BANGKOK — Thailand's military junta has asked Redshirts to call off a religious ceremony scheduled for 10 April that would mark the fifth anniversary of a deadly military crackdown on Redshirt protesters in 2010.
In a letter submitted to the army yesterday, Redshirt leaders asked the ruling junta to allow the ceremony at Plub Pla Chai temple, which they said would be strictly religious.
Redshirts gather for the first anniversary of the 10 April 2010 clashes in Bangkok on 10 April 2011.
Political gatherings are currently banned by the junta, which came to power after toppling a Redshirt-backed government last May.
"The event will only be about making merit,” Redshirt leader Thanawut Wichaidith said yesterday after submitting the letter. “There is no hidden agenda. There will not be any speeches.”
Thanawut even encouraged the junta to dispatch military officers to oversee the event, which is dedicated to the 20 civilians who died in clashes with soldiers on 10 April 2010.
"I hope the NCPO will allow this, because it's only Buddhist ceremony," he said, using an acronym for the junta’s formal name, the National Council for Peace and Order.

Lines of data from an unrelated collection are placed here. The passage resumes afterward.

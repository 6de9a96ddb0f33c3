//! flockd: the flock daemon.
//!
//! Assembles the fleet subsystems into one process:
//! - Fleet registry (in memory)
//! - Provisioning backend (child processes, or in-memory for dry runs)
//! - Health monitor loop
//! - Autoscaler loop
//! - Dispatcher behind the admission API, plus Prometheus metrics
//!
//! ```text
//!                 ┌────────────── flockd ──────────────┐
//!  router ──HTTP──▶ api ──▶ Dispatcher ─┐              │
//!                 │                     ▼              │
//!                 │ HealthMonitor ──▶ FleetRegistry ◀── Autoscaler
//!                 │      │                              │     │
//!                 └──────┼──────────────────────────────┼─────┘
//!                        ▼                              ▼
//!                   HealthPort                   ProvisioningPort
//! ```

pub mod api;
pub mod daemon;
pub mod provisioner;

pub use api::{ApiState, build_router};
pub use daemon::{Fleet, load_config};
pub use provisioner::ProcessProvisioner;
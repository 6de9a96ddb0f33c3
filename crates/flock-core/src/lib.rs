//! flock-core: shared vocabulary for the flock control plane.
//!
//! Holds the pieces every other flock crate agrees on:
//!
//! - [`FleetConfig`]: the TOML configuration surface and its startup
//!   validation
//! - [`ProvisioningPort`] / [`HealthPort`]: the only two seams through which
//!   the control plane touches the outside world
//! - [`ProvisionError`] / [`HealthCheckError`]: the transient backend errors
//!   those seams can raise
//! - [`memory`]: in-process port implementations used for dry runs and tests
//!
//! # Architecture
//!
//! ```text
//! Autoscaler ──launch/terminate──▶ ProvisioningPort ──▶ compute backend
//! HealthMonitor ──status/endpoint─▶ ProvisioningPort
//! HealthMonitor ──health_check───▶ HealthPort ──────▶ worker endpoint
//! ```

pub mod config;
pub mod duration;
pub mod error;
pub mod memory;
pub mod ports;

pub use config::{
    ApiConfig, AutoscaleConfig, DispatchConfig, FleetConfig, FleetSection, HealthConfig,
    ProvisionerConfig, ProvisionerKind,
};
pub use error::{ConfigError, HealthCheckError, ProvisionError};
pub use ports::{
    BackendStatus, HealthPort, ProvisioningPort, WorkerId, call_with_timeout, probe_with_timeout,
};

However, deputy chairman of the junta, Gen. Prawit Wongsuwan, repeated the junta's stance against the event.
“I am asking for cooperation: don't organize any event during this time, because I don't want it to become a conflict,” he said. “I am asking them to stage personal activities instead of a gathering.”
The event is scheduled for this Friday, the fifth anniversary of the day that then-Prime Minister Abhisit Vejjajiva ordered the military to disperse tens of thousands of Redshirts who were rallying in Bangkok to demand a new election.

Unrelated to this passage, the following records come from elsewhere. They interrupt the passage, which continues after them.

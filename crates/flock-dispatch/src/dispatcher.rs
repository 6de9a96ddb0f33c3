//! Dispatcher: reserve capacity on the least-loaded Ready worker.

use std::sync::Arc;

use serde::{Deserialize, Serialize};
use tracing::{debug, error, warn};

use flock_core::{DispatchConfig, WorkerId};
use flock_metrics::FleetMetrics;
use flock_state::{FleetRegistry, RegistryError, RegistryResult};

/// Answer to a dispatch request.
#[derive(Debug, Clone, PartialEq, Eq, Serialize, Deserialize)]
#[serde(tag = "status", rename_all = "snake_case")]
pub enum DispatchResult {
    /// One unit of capacity on `worker_id` is now held for the caller.
    Assigned { worker_id: WorkerId, endpoint: String },
    /// Backpressure: no Ready worker has headroom.
    NoCapacity,
}

/// How a forwarded unit of work ended.
#[derive(Debug, Clone, Copy, PartialEq, Eq, Serialize, Deserialize)]
#[serde(rename_all = "snake_case")]
pub enum Outcome {
    Success,
    Failure,
}

/// Admission control over a [`FleetRegistry`].
///
/// Both operations are single critical sections on the registry and never
/// suspend, so the dispatcher is safe to call from any thread or task.
#[derive(Clone)]
pub struct Dispatcher {
    registry: FleetRegistry,
    max_attempts: u32,
    metrics: Arc<FleetMetrics>,
}

impl Dispatcher {
    pub fn new(
        registry: FleetRegistry,
        config: &DispatchConfig,
        metrics: Arc<FleetMetrics>,
    ) -> Self {
        Self {
            registry,
            max_attempts: config.max_attempts.max(1),
            metrics,
        }
    }

    /// Pick the least-loaded available worker and reserve one unit on it.
    ///
    /// A reservation can lose a race with a concurrent dispatch between the
    /// pick and the reserve; the pick is retried up to `max_attempts` times
    /// before answering `NoCapacity`.
    pub fn try_dispatch(&self) -> DispatchResult {
        for attempt in 1..=self.max_attempts {
            let Some(candidate) = self.registry.pick_available() else {
                break;
            };

            if !self.registry.try_reserve(&candidate.id) {
                self.metrics.dispatch_conflicts.inc();
                debug!(
                    worker_id = %candidate.id,
                    attempt,
                    "reservation lost to a concurrent dispatch"
                );
                continue;
            }

            let Some(endpoint) = candidate.endpoint else {
                // Ready without an endpoint: hand the unit back and try again.
                self.metrics.registry_errors.inc();
                error!(worker_id = %candidate.id, "ready worker has no endpoint");
                self.hand_back(&candidate.id);
                continue;
            };

            self.metrics.dispatch_assigned.inc();
            debug!(worker_id = %candidate.id, %endpoint, "work assigned");
            return DispatchResult::Assigned {
                worker_id: candidate.id,
                endpoint,
            };
        }

        self.metrics.dispatch_no_capacity.inc();
        debug!("no worker has capacity");
        DispatchResult::NoCapacity
    }

    /// Return the unit held by an earlier `Assigned` answer.
    ///
    /// Must be called exactly once per assignment, whatever the outcome.
    /// A second call for the same unit surfaces as
    /// [`RegistryError::OverRelease`] and leaves the worker untouched.
    pub fn complete(&self, worker_id: &str, outcome: Outcome) -> RegistryResult<()> {
        match self.registry.release(worker_id) {
            Ok(()) => {
                match outcome {
                    Outcome::Success => self.metrics.completions_success.inc(),
                    Outcome::Failure => self.metrics.completions_failure.inc(),
                }
                debug!(%worker_id, ?outcome, "work completed");
                Ok(())
            }
            Err(e @ RegistryError::OverRelease(_)) => {
                self.metrics.over_releases.inc();
                self.metrics.registry_errors.inc();
                error!(%worker_id, ?outcome, error = %e, "completion without matching dispatch");
                Err(e)
            }
            Err(e) => {
                self.metrics.registry_errors.inc();
                warn!(%worker_id, ?outcome, error = %e, "completion for unknown worker");
                Err(e)
            }
        }
    }

    /// Undo a reservation that will not be handed to a caller.
    fn hand_back(&self, worker_id: &str) {
        if let Err(e) = self.registry.release(worker_id) {
            self.metrics.registry_errors.inc();
            error!(%worker_id, error = %e, "failed to return unused reservation");
        }
    }
}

Twenty civilians and five soldiers died during clashes between soldiers and shadowy “Blackshirt” militants who were allied to the protesters.
The military later mounted another assault on the Redshirts in late May 2010, forcing the movement’s leaders to surrender and call off the protests on 19 May 2010. In total, more than 90 people, mostly civilians, were killed in the violence.
Since 2010, Redshirt activists have gathered in Bangkok every 10 April to honor the victims.
Speaking today, Gen. Prawit asked Redshirts to follow the example of the military, which has never memorialized the crackdown despite losing soldiers in the violence.
“Many soldiers died [in the crackdown], but we never commemorated it," he said. "If they want to make religious merit, no one will stop them. But they should not gather in large numbers. Please don't make it into a big issue. Soldiers died, too. But no one talks about them. No one asks about them."
The junta’s spokesperson, Col. Winthai Suwaree, said yesterday that the event risks taking a political turn, even if that’s not what the organizers intend.
"[Security officers] have not yet inspected details of the event, but judging from the nature of the activity, many sides see it as an activity that is related to politics," Col. Winthai said. "Individuals with ill intention may try to infiltrate the event and stage some incidents that may mislead the society."